So begins a friendship oblivious to the 40-something year age difference between the two voting-age boys, but nonetheless susceptible to all of the textbook Unlikely Friendship cliches in the Indiewood universe. But if Levine shows little insight in his sketch of the way these boys play together, at least he show some inspired (if improbably reductive) paranoia in drawing the landscape on which they play. New York circa 1994 is depicted as a fading Babylon, each resident squirming in the summer heat and struggling to break free from the recently-installed Mayor Giuliani’s apparently omnipotent social control. America’s Mayor, though never seen, is referenced as a scourge more than once by nearly everyone encountered on Luke’s travails. When Luke and Squires’ big boys night out in search of ass ends in a jail cell, the message is hammered home: Giuliani’s mad emasculating, yo!
Though there’s something to be said for “ejaculation=social defiance” as a driving metaphor, The Wackness soon mellows into a story of first love, and it loses all credibility in the process. It’s never clear why we’re supposed to take Luke seriously as a protagonist or sympathize with his plight (which amounts to losing his virginity for realsies, and, far less convincingly, to saving his family home by upping his pot proceeds), but as long as the option is open to laugh at him, The Wackness has a certain goofy charm. But Levine asks us to make a whiplash-inducing transition to emotional investment in the film’s final 45 minutes, and the film suffers for this dive for depth. Boys just want to have fun? Sure, fine, whatever––there are worse ways for the kids to spend their summer afternoons than on a Giuliani-mocking stoner comedy set to De La Soul and early Biggie. But to ask us to take the cartoon character at the center of this farce as a legitimate tragic hero is to insult the audience. Or maybe I just couldn’t roll with it because I’m a girl, yo.

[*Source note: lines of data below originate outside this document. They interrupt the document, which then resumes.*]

//! Stage drawing into the default framebuffer

use std::any::Any;

use glam::Vec3;

use crate::backend::traits::RenderContext;
use crate::backend::types::Viewport;
use crate::error::RenderResult;
use crate::pipeline::{draw_queue, PipelineStage, SharedResources, StageContext};
use crate::queue::RenderQueue;
use crate::visibility::VisibilityManager;

/// Forward stage over the whole window, used for "Standard" and "Overlay".
///
/// The default framebuffer is cleared once per frame by the engine, so the
/// stage itself never clears.
pub struct StandardPipelineStage {
    name: String,
    enabled: bool,
    queue: RenderQueue,
}

impl StandardPipelineStage {
    pub fn new(name: &str) -> Self {
        Self {
            name: name.to_string(),
            enabled: true,
            queue: RenderQueue::new(),
        }
    }

    /// Items drawn by the last execution, in draw order
    pub fn queue(&self) -> &RenderQueue {
        &self.queue
    }
}

impl PipelineStage for StandardPipelineStage {
    fn name(&self) -> &str {
        &self.name
    }

    fn enabled(&self) -> bool {
        self.enabled
    }

    fn set_enabled(&mut self, enabled: bool) {
        self.enabled = enabled;
    }

    fn change_render_context(
        &mut self,
        _rc: &mut dyn RenderContext,
        _shared: &mut SharedResources,
    ) -> RenderResult<()> {
        Ok(())
    }

    fn execute_stage(
        &mut self,
        ctx: &mut StageContext<'_>,
        visibility: &mut dyn VisibilityManager,
        viewpoint: Vec3,
    ) -> RenderResult<()> {
        let (width, height) = ctx.rc.window_size();
        ctx.rc.set_default_framebuffer();
        ctx.rc.set_viewport(Viewport::new(0, 0, width, height));
        ctx.rc.clear_scissor_rectangle();

        self.queue.clear();
        let collected = visibility.collect_visible_objects(&mut self.queue, &self.name, viewpoint);
        self.queue.sort();

        let drawn = draw_queue(&self.queue, ctx, visibility, &self.name)?;
        log::debug!("{}: collected {}, drew {}", self.name, collected, drawn);
        Ok(())
    }

    fn as_any(&self) -> &dyn Any {
        self
    }

    fn as_any_mut(&mut self) -> &mut dyn Any {
        self
    }
}

#[cfg(test)]
mod tests {
    use super::*;
    use crate::backend::{HeadlessContext, RecordedCommand};
    use crate::pipeline::{CommonStages, FrameInfo};
    use crate::resources::DeviceObjectCache;
    use crate::test_support::{render_log, rendered_tags, ProbeItem};
    use crate::visibility::SceneVisibilityManager;
    use crate::BackendType;

    fn run(stage: &mut StandardPipelineStage, rc: &mut HeadlessContext, scene: &mut SceneVisibilityManager) {
        let mut shared = SharedResources::new();
        let mut cache = DeviceObjectCache::new();
        let mut ctx = StageContext {
            rc,
            shared: &mut shared,
            cache: &mut cache,
            frame: FrameInfo::default(),
        };
        stage.execute_stage(&mut ctx, scene, Vec3::ZERO).unwrap();
    }

    #[test]
    fn test_draws_sorted_participants() {
        let log = render_log();
        let mut scene = SceneVisibilityManager::new();
        scene.add(Box::new(ProbeItem::new(1, &[CommonStages::STANDARD], &log).with_key(5)));
        scene.add(Box::new(ProbeItem::new(2, &[CommonStages::STANDARD], &log).with_key(2)));
        scene.add(Box::new(ProbeItem::new(3, &[CommonStages::OVERLAY], &log).with_key(1)));
        scene.add(Box::new(
            ProbeItem::new(4, &[CommonStages::STANDARD], &log).with_key(0).culled(),
        ));

        let mut rc = HeadlessContext::new(BackendType::OpenGL, 64, 32).unwrap();
        let mut stage = StandardPipelineStage::new(CommonStages::STANDARD);
        run(&mut stage, &mut rc, &mut scene);

        assert_eq!(rendered_tags(&log), vec![2, 1]);
        assert_eq!(stage.queue().len(), 2);
    }

    #[test]
    fn test_prepares_default_framebuffer() {
        let mut scene = SceneVisibilityManager::new();
        let mut rc = HeadlessContext::new(BackendType::Vulkan, 64, 32).unwrap();
        let mut stage = StandardPipelineStage::new(CommonStages::OVERLAY);
        run(&mut stage, &mut rc, &mut scene);

        assert_eq!(rc.current_framebuffer(), None);
        assert_eq!(rc.viewport(), Viewport::new(0, 0, 64, 32));
        assert!(rc
            .commands()
            .iter()
            .any(|c| matches!(c, RecordedCommand::SetScissor(None))));
        assert!(!rc
            .commands()
            .iter()
            .any(|c| matches!(c, RecordedCommand::Clear { .. })));
    }
}
//! Contract between stages and the objects they draw

use glam::Vec3;

use crate::backend::traits::{RenderContext, ResourceFactory};
use crate::error::RenderResult;
use crate::pipeline::StageContext;
use crate::queue::RenderOrderKey;
use crate::resources::DeviceObjectCache;
use crate::scene::BoundingFrustum;

/// Something a stage can queue and draw
pub trait RenderItem {
    /// Names of the stages this item draws in
    fn stages_participated(&self) -> &[&'static str];

    /// `true` if the item is outside `frustum` and must be skipped
    fn cull(&self, frustum: &BoundingFrustum) -> bool;

    /// Key for the stage queue; lower keys draw first
    fn render_order_key(&self, viewpoint: Vec3) -> RenderOrderKey;

    /// Issue the draw calls for `stage`
    fn render(&mut self, ctx: &mut StageContext<'_>, stage: &str) -> RenderResult<()>;
}

/// A render item whose device objects can be moved to another context.
///
/// `change_render_context` recreates everything the item owns on `rc`,
/// destroying objects it already holds on `rc` first. The engine calls it
/// once per backend swap and never during a frame.
pub trait SwappableRenderItem: RenderItem {
    fn change_render_context(
        &mut self,
        rc: &mut dyn RenderContext,
        cache: &mut DeviceObjectCache,
    ) -> RenderResult<()>;

    /// Destroy owned device objects on the live context
    fn dispose(&mut self, factory: &mut dyn ResourceFactory);
}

Will kids go see it? MOnths ago, I assumed it was a sure thing, but maybe all those blog boys were right to worry. I haven’t seen the kind of blanket advertising that might be necessary to convince the kids that The Wackness is Juno for boys, both an education in recent popular culture history and a handbook to timeless touchstones of adolescence (ie: speaking in racially slippery slang and trying to get girls drunk enough that they’re willing to **** you in public). But there’s still a chance the film will be well served by the community of (young, male) web critics cheering it on. And can you really begrudge their enthusiasm? The Wackness is an un-critical celebration of out-of-control adolescent male id, of being a walking hard-on who is never wrong. Just like their websites.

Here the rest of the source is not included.